Soal pertumbuhan ekonomi, SBY mungkin lebih sukses, tetapi Jokowi lebih unggul dalam hal menurunkan masalah ketimpangan si kaya dan si miskin. Meski pertumbuhan ekonomi kuat, rasio gini pada era SBY justru naik dari 0,35 menjadi 0,41 dalam delapan tahun pertama kepemimpinannya. Sebaliknya, Jokowi menurunkan rasio gini dari 0,41 menjadi 0,38.
Bagaimana Soal Utang?
Selama delapan tahun era Jokowi, utang pemerintah meningkat hampir tiga kali lipat menjadi Rp 7.733 triliun pada akhir tahun lalu. Sebaliknya, utang di era SBY naik 52%. Utang di era Jokowi naik signifikan padahal pertumbuhan ekonominya juga tidak begitu bersinar.

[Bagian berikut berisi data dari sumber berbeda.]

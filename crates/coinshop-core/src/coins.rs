//! # Coins Module
//!
//! Provides the `Coins` type for balances, prices and transfer amounts.
//!
//! ## Why a Newtype?
//! ```text
//! ┌─────────────────────────────────────────────────────────────────────────┐
//! │  BALANCE ARITHMETIC RULES                                               │
//! │                                                                         │
//! │  Coins are whole numbers. There are no fractional coins.               │
//! │                                                                         │
//! │  Debits never wrap and never go negative:                              │
//! │    10 - 15  → Err(InsufficientFunds)   (not -5, not u64::MAX - 4)      │
//! │                                                                         │
//! │  Credits never overflow silently:                                      │
//! │    i64::MAX + 1 → Err(BalanceOverflow)                                 │
//! │                                                                         │
//! │  The database enforces the same floor with CHECK (balance >= 0).       │
//! └─────────────────────────────────────────────────────────────────────────┘
//! ```

use serde::{Deserialize, Serialize};
use std::fmt;
use ts_rs::TS;

use crate::error::{CoreError, CoreResult};

/// A whole number of coins.
///
/// Stored as `i64` to match SQLite's INTEGER column; a committed balance is
/// never negative.
#[derive(Debug, Clone, Copy, PartialEq, Eq, PartialOrd, Ord, Hash, Serialize, Deserialize, TS)]
#[ts(export)]
pub struct Coins(i64);

impl Coins {
    /// Wraps a raw coin count.
    #[inline]
    pub const fn new(value: i64) -> Self {
        Coins(value)
    }

    /// Returns the raw coin count.
    #[inline]
    pub const fn value(&self) -> i64 {
        self.0
    }

    /// Returns zero coins.
    #[inline]
    pub const fn zero() -> Self {
        Coins(0)
    }

    /// Checks if the value is positive (greater than zero).
    #[inline]
    pub const fn is_positive(&self) -> bool {
        self.0 > 0
    }

    /// Subtracts `amount`, refusing results below zero.
    ///
    /// ## Example
    /// ```rust
    /// use coinshop_core::coins::Coins;
    ///
    /// assert_eq!(Coins::new(100).debit(Coins::new(100)).unwrap(), Coins::zero());
    /// assert!(Coins::new(99).debit(Coins::new(100)).is_err());
    /// ```
    pub fn debit(self, amount: Coins) -> CoreResult<Coins> {
        match self.0.checked_sub(amount.0) {
            Some(remaining) if remaining >= 0 => Ok(Coins(remaining)),
            _ => Err(CoreError::InsufficientFunds {
                balance: self.0,
                required: amount.0,
            }),
        }
    }

    /// Adds `amount`, refusing to overflow.
    pub fn credit(self, amount: Coins) -> CoreResult<Coins> {
        self.0
            .checked_add(amount.0)
            .map(Coins)
            .ok_or(CoreError::BalanceOverflow {
                balance: self.0,
                amount: amount.0,
            })
    }
}

impl fmt::Display for Coins {
    fn fmt(&self, f: &mut fmt::Formatter<'_>) -> fmt::Result {
        write!(f, "{} coins", self.0)
    }
}

impl Default for Coins {
    fn default() -> Self {
        Coins::zero()
    }
}

impl From<i64> for Coins {
    fn from(value: i64) -> Self {
        Coins(value)
    }
}

impl From<i32> for Coins {
    fn from(value: i32) -> Self {
        Coins(i64::from(value))
    }
}

// =============================================================================
// Unit Tests
// =============================================================================
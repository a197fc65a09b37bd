//! # Database Migrations
//!
//! Embedded SQL migrations for the ledger store.
//!
//! ## Migration Set
//! ```text
//! migrations/sqlite/
//! ├── 001_ledger_schema.sql   # accounts, catalog_items, inventory, transfers
//! │                           # + append-only triggers on transfers
//! └── 002_merch_catalog.sql   # the shop's merch price list
//! ```
//!
//! ## Adding New Migrations
//!
//! 1. Create a new file in `migrations/sqlite/` with the next sequence number
//! 2. Name format: `NNN_description.sql`
//! 3. **NEVER** modify existing migrations - always add new ones

use sqlx::SqlitePool;
use tracing::info;

use crate::error::DbResult;

/// Embedded migrations from the `migrations/sqlite` directory.
static MIGRATOR: sqlx::migrate::Migrator = sqlx::migrate!("../../migrations/sqlite");

/// Runs all pending database migrations.
///
/// Idempotent, transactional per migration, applied in filename order.
pub async fn run_migrations(pool: &SqlitePool) -> DbResult<()> {
    info!("Checking for pending migrations");

    MIGRATOR.run(pool).await?;

    info!("All migrations applied successfully");
    Ok(())
}

/// Returns `(total_migrations, applied_migrations)` for diagnostics.
pub async fn migration_status(pool: &SqlitePool) -> DbResult<(usize, usize)> {
    let total = MIGRATOR.migrations.len();

    let applied: i64 = sqlx::query_scalar("SELECT COUNT(*) FROM _sqlx_migrations")
        .fetch_one(pool)
        .await?;

    Ok((total, applied as usize))
}
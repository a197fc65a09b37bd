//! # Unit of Work
//!
//! One SQLite transaction bound to one ledger operation.
//!
//! ## Exit Paths
//! ```text
//! ┌─────────────────────────────────────────────────────────────────────────┐
//! │                  How a UnitOfWork can end                               │
//! │                                                                         │
//! │  db.begin(kind) ──► UnitOfWork { tx, operation: Started }              │
//! │       │                                                                 │
//! │       ├── commit()        → COMMIT      → Committed                    │
//! │       │                                                                 │
//! │       ├── abort(reason)   → ROLLBACK    → Aborted(reason)              │
//! │       │                                                                 │
//! │       └── dropped         → ROLLBACK    → Aborted(StorageFailure)      │
//! │            (`?` early return, panic unwinding, deadline cancelling     │
//! │             the future, commit state check failing)                    │
//! │                                                                         │
//! │  No path leaves a partially applied write visible to anyone else.      │
//! └─────────────────────────────────────────────────────────────────────────┘
//! ```
//!
//! SQLite begins transactions DEFERRED: no lock is taken until the first
//! statement. Every engine operation makes a write its first statement, so
//! the writer lock is acquired (waiting on `busy_timeout`) before anything is
//! read, and is held until the unit of work ends.

use sqlx::{Sqlite, SqliteConnection, SqlitePool, Transaction};
use std::time::Instant;
use tracing::{debug, warn};

use crate::error::{DbError, DbResult};
use coinshop_core::{AbortReason, CoreResult, Operation, OperationKind, OperationState};

/// RAII guard over one transaction and the lifecycle of its operation.
pub struct UnitOfWork {
    tx: Option<Transaction<'static, Sqlite>>,
    operation: Operation,
    opened_at: Instant,
}

impl UnitOfWork {
    pub(crate) async fn begin(pool: &SqlitePool, kind: OperationKind) -> DbResult<Self> {
        let tx = pool
            .begin()
            .await
            .map_err(|e| DbError::TransactionFailed(e.to_string()))?;

        debug!(operation = %kind, "Unit of work opened");

        Ok(UnitOfWork {
            tx: Some(tx),
            operation: Operation::new(kind),
            opened_at: Instant::now(),
        })
    }

    /// The connection every repository call in this unit of work runs on.
    pub fn conn(&mut self) -> DbResult<&mut SqliteConnection> {
        self.tx
            .as_deref_mut()
            .ok_or_else(|| DbError::TransactionFailed("unit of work already finished".to_string()))
    }

    pub fn kind(&self) -> OperationKind {
        self.operation.kind()
    }

    pub fn state(&self) -> OperationState {
        self.operation.state()
    }

    /// Moves the operation to its next lifecycle state.
    pub fn advance(&mut self, next: OperationState) -> CoreResult<()> {
        self.operation.advance(next)
    }

    /// Commits every write made in this unit of work.
    ///
    /// Only an operation in the `Writing` state may commit; otherwise the
    /// transaction is rolled back and an error returned.
    pub async fn commit(mut self) -> DbResult<()> {
        if let Err(e) = self.operation.advance(OperationState::Committed) {
            return Err(DbError::TransactionFailed(e.to_string()));
        }

        let tx = self
            .tx
            .take()
            .ok_or_else(|| DbError::TransactionFailed("unit of work already finished".to_string()))?;

        tx.commit()
            .await
            .map_err(|e| DbError::TransactionFailed(e.to_string()))?;

        debug!(
            operation = %self.operation.kind(),
            elapsed_ms = self.opened_at.elapsed().as_millis() as u64,
            "Unit of work committed"
        );
        Ok(())
    }

    /// Rolls back every write made in this unit of work.
    pub async fn abort(mut self, reason: AbortReason) -> DbResult<()> {
        self.operation.abort(reason);

        if let Some(tx) = self.tx.take() {
            tx.rollback()
                .await
                .map_err(|e| DbError::TransactionFailed(e.to_string()))?;
        }

        debug!(
            operation = %self.operation.kind(),
            reason = ?reason,
            elapsed_ms = self.opened_at.elapsed().as_millis() as u64,
            "Unit of work rolled back"
        );
        Ok(())
    }
}

impl Drop for UnitOfWork {
    fn drop(&mut self) {
        // Dropping the sqlx transaction queues the ROLLBACK on its connection.
        if self.tx.take().is_some() {
            let last_state = self.operation.state();
            self.operation.abort(AbortReason::StorageFailure);
            warn!(
                operation = %self.operation.kind(),
                last_state = ?last_state,
                elapsed_ms = self.opened_at.elapsed().as_millis() as u64,
                "Unit of work dropped before commit, rolling back"
            );
        }
    }
}

// =============================================================================
// Unit Tests
// =============================================================================

#[cfg(test)]
mod tests {
    use super::*;
    use crate::testing::memory_db;

    async fn insert_probe(uow: &mut UnitOfWork) {
        sqlx::query(
            "INSERT INTO accounts (username, balance, created_at, updated_at) \
             VALUES ('probe', 5, '2026-01-01T00:00:00Z', '2026-01-01T00:00:00Z')",
        )
        .execute(uow.conn().unwrap())
        .await
        .unwrap();
    }

    async fn probe_exists(db: &crate::Database) -> bool {
        let count: i64 = sqlx::query_scalar("SELECT COUNT(*) FROM accounts WHERE username = 'probe'")
            .fetch_one(db.pool())
            .await
            .unwrap();
        count == 1
    }

    #[tokio::test]
    async fn test_commit_makes_writes_visible() {
        let db = memory_db().await;
        let mut uow = db.begin(OperationKind::Purchase).await.unwrap();
        insert_probe(&mut uow).await;
        uow.advance(OperationState::Writing).unwrap();
        uow.commit().await.unwrap();

        assert!(probe_exists(&db).await);
    }

    #[tokio::test]
    async fn test_explicit_abort_rolls_back() {
        let db = memory_db().await;
        let mut uow = db.begin(OperationKind::Purchase).await.unwrap();
        insert_probe(&mut uow).await;
        uow.abort(AbortReason::InsufficientFunds).await.unwrap();

        assert!(!probe_exists(&db).await);
    }

    #[tokio::test]
    async fn test_drop_rolls_back() {
        let db = memory_db().await;
        {
            let mut uow = db.begin(OperationKind::Transfer).await.unwrap();
            insert_probe(&mut uow).await;
            uow.advance(OperationState::Writing).unwrap();
        }

        assert!(!probe_exists(&db).await);
    }

    #[tokio::test]
    async fn test_commit_outside_writing_rolls_back() {
        let db = memory_db().await;
        let mut uow = db.begin(OperationKind::Purchase).await.unwrap();
        insert_probe(&mut uow).await;
        uow.advance(OperationState::Locking).unwrap();

        let err = uow.commit().await.unwrap_err();
        assert!(matches!(err, DbError::TransactionFailed(_)));
        assert!(!probe_exists(&db).await);
    }
}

Namun seperti halnya pertumbuhan ekonomi, soal utang di era jokowi juga harus melihat situasi 2020. Pandemi menyebabkan utang pemerintah bertambah hampir 1.3000 triliun hanya dalam setahun.
Hal ini tidak mengejutkan karena penerimaan negara saat tahun pertama pandemi anjlok karena ekonomi tertahan. Ini artinya setoran pajak dan sumber penerimaan negara lainnya menyusut. Sebaliknya, besarnya kebutuhan penanganan pandemi menyebabkan belanja negara membengkak dan defisit juga jauh lebih besar.
Namun, sebelum pandemi pun penarikan utang di era Jokowi memang lebih besar. Rasio utang terhadap PDB selama periode pertama SBY menyusut tajam 28,7 point presentasi menjadi 28,3% PDB. Pada era Jokowi kembali naik 5,1 poin menjadi 29,8% PDB.
"Memang di era Jokowi utang naik lebih agresif, pendanaan utang lebih besar saat semakin besar memberikan injeksi modal ke BUMN dan pembangunan infrastruktur. Namun memang dampak utang untuk pembangunan infrastruktur ke ekonomi baru akan terasa di jangka panjang," kata Tauhid.
Meski demikian, Kementerian Keuangan berulang kali memastikan pengelolaan utang saat ini dalam batas aman. Ada beberapa kabar baik, terutama karena proporsi utang dalam bentuk mata uang lokal rupiah terus naik. sebaliknya utang mata uang asing alias valas terus menyusut.